So far, all she’d found were the nightmares.
Rule was every bit as good at saying nothing as she was. He waited, his thumbs making soothing circles along her collarbone.
“It was Helen again,” she admitted. “I don’t have to be a psych major to see why she stars in the nightmare. I’m trying to learn mindspeech, which Sam insists is not telepathy, but the two are next-door neighbors. I killed the only telepath I’ve ever met.”
“You killed a crazy woman who was trying to kill you and open a hellgate.”
“True, but somehow not pertinent.” She shook her head, disliking her own vagueness but unable to dispel it.
His thumbs circled back, pressing more firmly, finding the tension at her nape and easing it. “Are you committed to learning mindspeech? At first you weren’t sure it was worth it. If it opens you to such fears—”
She snorted. “This from the man who moved into a high-rise on purpose so he’d be forced to ride in the elevator every day.”
He smiled faintly. “Damn those torpedoes, hmm?”
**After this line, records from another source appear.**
// SPDX-License-Identifier: MPL-2.0
// This Source Code Form is subject to the terms of the Mozilla Public
// License, v. 2.0. If a copy of the MPL was not distributed with this
// file, You can obtain one at https://mozilla.org/MPL/2.0/.

//! Background telemetry polling.

use std::sync::Arc;
use std::time::Duration;

use tokio::sync::watch;
use tokio::task::JoinHandle;
use tokio::time::MissedTickBehavior;

use crate::command::Query;
use crate::protocol::Transport;
use crate::response::{MatrixInfoResponse, parse_object};

use super::DeviceSnapshot;

/// Result of a single poll cycle.
#[derive(Debug, Clone, Copy, PartialEq, Eq)]
pub enum PollOutcome {
    /// A non-empty reply was applied to the snapshot.
    Updated,
    /// The reply carried no recognized field; the snapshot was kept.
    Unchanged,
    /// The request or the reply failed; the snapshot was kept.
    Failed,
}

/// A shared, periodically refreshed telemetry snapshot.
///
/// The snapshot lives in a `watch` channel: the polling task is the only
/// writer and replaces the whole value at once, so readers never observe a
/// half-applied update.
///
/// Dropping the last handle stops the polling task.
#[derive(Debug)]
pub struct TelemetryCache {
    endpoint: String,
    interval: Duration,
    snapshot: watch::Receiver<DeviceSnapshot>,
    task: JoinHandle<()>,
}

impl TelemetryCache {
    /// Default polling interval.
    pub const DEFAULT_INTERVAL: Duration = Duration::from_secs(30);

    /// Starts polling `transport` every `interval`.
    ///
    /// The first poll runs immediately. A zero interval falls back to
    /// [`DEFAULT_INTERVAL`](Self::DEFAULT_INTERVAL).
    ///
    /// Prefer [`TelemetryRegistry::get_or_start`](super::TelemetryRegistry::get_or_start),
    /// which shares one cache per endpoint.
    ///
    /// # Panics
    ///
    /// Panics if called outside of a Tokio runtime.
    #[must_use]
    pub fn start<P>(endpoint: impl Into<String>, transport: Arc<P>, interval: Duration) -> Arc<Self>
    where
        P: Transport + 'static,
    {
        let endpoint = endpoint.into();
        let interval = if interval.is_zero() {
            Self::DEFAULT_INTERVAL
        } else {
            interval
        };
        let (sender, snapshot) = watch::channel(DeviceSnapshot::default());

        tracing::info!(endpoint = %endpoint, interval_secs = interval.as_secs_f64(), "Starting telemetry polling");

        let task_endpoint = endpoint.clone();
        let task = tokio::spawn(async move {
            let mut ticker = tokio::time::interval(interval);
            ticker.set_missed_tick_behavior(MissedTickBehavior::Delay);

            loop {
                ticker.tick().await;
                let outcome = poll_once(transport.as_ref(), &sender).await;
                tracing::trace!(endpoint = %task_endpoint, ?outcome, "Telemetry poll finished");
            }
        });

        Arc::new(Self {
            endpoint,
            interval,
            snapshot,
            task,
        })
    }

    /// Returns the endpoint this cache polls.
    #[must_use]
    pub fn endpoint(&self) -> &str {
        &self.endpoint
    }

    /// Returns the polling interval.
    #[must_use]
    pub fn interval(&self) -> Duration {
        self.interval
    }

    /// Returns the most recent snapshot. Never waits for the network.
    #[must_use]
    pub fn read(&self) -> DeviceSnapshot {
        self.snapshot.borrow().clone()
    }

    /// Returns a receiver notified whenever the snapshot changes.
    #[must_use]
    pub fn subscribe(&self) -> watch::Receiver<DeviceSnapshot> {
        self.snapshot.clone()
    }

    /// Returns `true` while the polling task is alive.
    #[must_use]
    pub fn is_running(&self) -> bool {
        !self.task.is_finished()
    }
}

impl Drop for TelemetryCache {
    fn drop(&mut self) {
        tracing::debug!(endpoint = %self.endpoint, "Stopping telemetry polling");
        self.task.abort();
    }
}

/// Runs one fetch-and-populate cycle.
///
/// Failures are logged and leave the snapshot untouched.
pub(crate) async fn poll_once<P: Transport>(
    transport: &P,
    sender: &watch::Sender<DeviceSnapshot>,
) -> PollOutcome {
    let reply = match transport.send_command(&Query::MatrixInfo).await {
        Ok(reply) => reply,
        Err(e) => {
            tracing::warn!(error = %e, "Telemetry poll failed");
            return PollOutcome::Failed;
        }
    };

    let info = match parse_object::<MatrixInfoResponse>(&reply) {
        Ok(info) => info,
        Err(e) => {
            tracing::warn!(error = %e, "Malformed telemetry reply");
            return PollOutcome::Failed;
        }
    };

    if info.is_empty() {
        tracing::debug!("Empty telemetry reply, keeping previous snapshot");
        return PollOutcome::Unchanged;
    }

    sender.send_if_modified(|current| {
        let next = current.merged(&info);
        if *current == next {
            false
        } else {
            *current = next;
            true
        }
    });

    PollOutcome::Updated
}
“Pretty much. I get a week off, though. Sam will be gone for at least that long for one of their sing-alongs. Um … I’m not to speak of it, except to you, and you’re not to tell anyone.” Dragons were mostly solitary, but at unpredictable intervals they gathered to sing together—though Lily thought she and Rule were the only two in their realm who knew this. Except for Grandmother, of course. “That reminds me. While Sam’s gone, Grandmother and Li Qin are heading for Disneyland.”
He grinned. “That I’d like to see.”
“She loves Disneyland. She used to take me and my sisters every year. Are the burgers burning?”
“Shit.” He let her go and spun to the stove.
Feet thudded in the hall. “I’m ready!” Toby called. “Are the burgers done? It took me a little longer ’cause I had to pet Harry. He was lonely.”
Harry was Dirty Harry, Lily’s cat. Though he and Rule had achieved détente—based mainly on Rule’s willingness to give him ham at regular intervals—Harry had never gotten beyond a sort of disdainful tolerance.
He adored Toby.
That made no sense. According to Rule, Toby didn’t smell of wolf yet, but scent wasn’t the only reason Harry didn’t like Rule, probably not even the main reason. Harry was not a friendly beast. He had to be sedated to go to the vet. He attacked the bodyguards whenever he got a chance. He couldn’t stand Lily’s family—well, except for Li Qin, but no one could dislike Li Qin.
Lily had worried about how the cat and the boy would adapt to each other. Toby was a normal nine-year-old boy … which meant he did everything a suspicious and territorial cat hated. He ran. He jumped. He grabbed. He yelled. She’d been sure Toby would be scratched, clawed, disdained.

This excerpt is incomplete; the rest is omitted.